-- Recorded information follows --

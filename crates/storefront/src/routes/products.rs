//! Product listing route handlers.
//!
//! The listing page is a shell with a loading placeholder; HTMX swaps in
//! `/products/list` on load, which renders exactly one of the populated,
//! empty or error states.

use askama::Template;
use askama_web::WebTemplate;
use axum::extract::{Query, State};
use bazaar_core::{CategoryFilter, Product, ProductType};
use serde::Deserialize;
use tracing::instrument;

use crate::filters;
use crate::state::AppState;

/// Shown while the product list is loading.
pub const LOADING_MESSAGE: &str = "در حال بارگذاری محصولات...";

/// Shown when no product matches the filter.
pub const EMPTY_MESSAGE: &str = "محصولی برای نمایش یافت نشد.";

/// Shown when the catalog could not be loaded.
pub const ERROR_MESSAGE: &str = "خطا در بارگذاری محصولات. لطفاً بعداً تلاش کنید.";

/// Listing query parameters.
#[derive(Debug, Default, Deserialize)]
pub struct ListQuery {
    #[serde(rename = "type")]
    pub product_type: Option<String>,
}

impl ListQuery {
    /// The category filter; a missing or blank `type` means all products.
    #[must_use]
    pub fn filter(&self) -> CategoryFilter {
        CategoryFilter::from(
            self.product_type
                .as_deref()
                .map(str::trim)
                .filter(|s| !s.is_empty()),
        )
    }
}

/// Product card display data.
///
/// `raw_price` and `image` feed the card's add-to-cart form unformatted.
#[derive(Debug, Clone, PartialEq, Eq)]
pub struct ProductCardView {
    pub id: String,
    pub name: String,
    pub platform: String,
    pub image: String,
    pub price: String,
    pub raw_price: String,
    pub category: String,
}

impl From<&Product> for ProductCardView {
    fn from(product: &Product) -> Self {
        Self {
            id: product.id.to_string(),
            name: product.name.clone(),
            platform: product.platform.clone(),
            image: product.image.clone(),
            price: product.price.display(),
            raw_price: product.price.raw(),
            category: product.product_type.label().to_string(),
        }
    }
}

/// Terminal state of a product list load.
#[derive(Debug, Clone, PartialEq, Eq)]
pub enum ProductListView {
    Populated(Vec<ProductCardView>),
    Empty,
    Error,
}

impl ProductListView {
    /// Project the filtered products into cards.
    #[must_use]
    pub fn from_products(products: &[&Product]) -> Self {
        if products.is_empty() {
            Self::Empty
        } else {
            Self::Populated(products.iter().map(|p| ProductCardView::from(*p)).collect())
        }
    }

    /// Cards to render; none for the empty and error states.
    #[must_use]
    pub fn cards(&self) -> &[ProductCardView] {
        match self {
            Self::Populated(cards) => cards,
            Self::Empty | Self::Error => &[],
        }
    }

    #[must_use]
    pub const fn is_error(&self) -> bool {
        matches!(self, Self::Error)
    }
}

/// Category link in the filter bar.
#[derive(Debug, Clone)]
pub struct CategoryLink {
    pub value: String,
    pub label: String,
    pub active: bool,
}

fn category_links(active: &CategoryFilter) -> Vec<CategoryLink> {
    std::iter::once(CategoryLink {
        value: CategoryFilter::All.to_string(),
        label: "همه محصولات".to_string(),
        active: *active == CategoryFilter::All,
    })
    .chain(ProductType::known().into_iter().map(|product_type| {
        let label = product_type.label().to_string();
        let filter = CategoryFilter::Only(product_type);
        CategoryLink {
            value: filter.to_string(),
            label,
            active: *active == filter,
        }
    }))
    .collect()
}

/// Product listing page template.
#[derive(Template, WebTemplate)]
#[template(path = "products/index.html")]
pub struct ProductsIndexTemplate {
    pub filter: String,
    pub categories: Vec<CategoryLink>,
    pub loading_message: &'static str,
}

impl ProductsIndexTemplate {
    fn new(filter: &CategoryFilter) -> Self {
        Self {
            filter: filter.to_string(),
            categories: category_links(filter),
            loading_message: LOADING_MESSAGE,
        }
    }
}

/// Product list fragment template (for HTMX).
#[derive(Template, WebTemplate)]
#[template(path = "partials/product_list.html")]
pub struct ProductListTemplate {
    pub list: ProductListView,
    pub empty_message: &'static str,
    pub error_message: &'static str,
}

/// Home page: every product.
#[instrument]
pub async fn home() -> ProductsIndexTemplate {
    ProductsIndexTemplate::new(&CategoryFilter::All)
}

/// Product listing page.
#[instrument]
pub async fn index(Query(query): Query<ListQuery>) -> ProductsIndexTemplate {
    ProductsIndexTemplate::new(&query.filter())
}

/// Product list fragment (HTMX).
///
/// Catalog failures render the error state instead of an HTTP error.
#[instrument(skip(state))]
pub async fn list(
    State(state): State<AppState>,
    Query(query): Query<ListQuery>,
) -> ProductListTemplate {
    let list = match state.catalog().catalog().await {
        Ok(catalog) => ProductListView::from_products(&catalog.filter(&query.filter())),
        Err(e) => {
            tracing::error!(error = %e, "Failed to load catalog");
            ProductListView::Error
        }
    };

    ProductListTemplate {
        list,
        empty_message: EMPTY_MESSAGE,
        error_message: ERROR_MESSAGE,
    }
}

#[cfg(test)]
#[allow(clippy::unwrap_used)]
mod tests {
    use axum::http::StatusCode;
    use bazaar_core::Catalog;
    use tower::ServiceExt;

    use super::*;
    use crate::routes::tests::{body_text, get, test_app};

    const CATALOG: &str = r#"{"products": [
        {"id": "acc-1", "name": "Steam", "platform": "PC", "image": "https://img.example/s.png", "price": 150000, "type": "account"}
    ]}"#;

    #[test]
    fn test_query_filter() {
        let query = |t: Option<&str>| ListQuery {
            product_type: t.map(String::from),
        };
        assert_eq!(query(None).filter(), CategoryFilter::All);
        assert_eq!(query(Some("")).filter(), CategoryFilter::All);
        assert_eq!(query(Some("all")).filter(), CategoryFilter::All);
        assert_eq!(
            query(Some("currency")).filter(),
            CategoryFilter::Only(ProductType::Currency)
        );
    }

    #[test]
    fn test_card_view_keeps_raw_values() {
        let catalog = Catalog::from_json(CATALOG).unwrap();
        let card = ProductCardView::from(&catalog.products[0]);

        assert_eq!(card.id, "acc-1");
        assert_eq!(card.price, "۱۵۰٬۰۰۰ تومان");
        assert_eq!(card.raw_price, "150000");
        assert_eq!(card.image, "https://img.example/s.png");
    }

    #[test]
    fn test_list_view_states() {
        let catalog = Catalog::from_json(CATALOG).unwrap();
        assert_eq!(ProductListView::from_products(&[]), ProductListView::Empty);
        assert!(matches!(
            ProductListView::from_products(&catalog.filter(&CategoryFilter::All)),
            ProductListView::Populated(cards) if cards.len() == 1
        ));
    }

    #[tokio::test]
    async fn test_index_renders_loading_placeholder() {
        let response = test_app().oneshot(get("/products?type=currency")).await.unwrap();
        assert_eq!(response.status(), StatusCode::OK);

        let body = body_text(response).await;
        assert!(body.contains(LOADING_MESSAGE));
        assert!(body.contains("/products/list?type=currency"));
    }

    #[tokio::test]
    async fn test_index_percent_encodes_category() {
        let body = body_text(
            test_app()
                .oneshot(get("/products?type=gift%26card%2B%231"))
                .await
                .unwrap(),
        )
        .await;

        assert!(body.contains("hx-get=\"/products/list?type=gift%26card%2B%231\""));
        assert!(!body.contains("type=gift&amp;card"));
    }

    #[tokio::test]
    async fn test_home_lists_everything() {
        let body = body_text(test_app().oneshot(get("/")).await.unwrap()).await;
        assert!(body.contains("/products/list?type=all"));
    }

    #[tokio::test]
    async fn test_list_fragment_populated() {
        let body = body_text(
            test_app()
                .oneshot(get("/products/list?type=digital-game"))
                .await
                .unwrap(),
        )
        .await;

        assert!(body.contains("game-eldenring"));
        assert!(!body.contains("acc-steam-01"));
        assert!(!body.contains(EMPTY_MESSAGE));
    }

    #[tokio::test]
    async fn test_unknown_category_renders_not_found() {
        let body = body_text(
            test_app()
                .oneshot(get("/products/list?type=gift-card"))
                .await
                .unwrap(),
        )
        .await;

        assert!(body.contains(EMPTY_MESSAGE));
        assert!(!body.contains("product-card"));
    }

    #[tokio::test]
    async fn test_catalog_failure_renders_error_state() {
        let config = crate::config::StorefrontConfig::from_lookup(|key| {
            (key == "STOREFRONT_CATALOG").then(|| "/nonexistent/products.json".to_string())
        })
        .unwrap();
        let response = crate::routes::app(AppState::new(config))
            .oneshot(get("/products/list"))
            .await
            .unwrap();

        assert_eq!(response.status(), StatusCode::OK);
        assert!(body_text(response).await.contains(ERROR_MESSAGE));
    }
}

-- Recorded information concluded --

**What this task involves**
Every line above in which the word "impl" is present must be copied into the answer.

**Output of the task**
impl ListQuery {
impl From<&Product> for ProductCardView {
impl ProductListView {
impl ProductsIndexTemplate {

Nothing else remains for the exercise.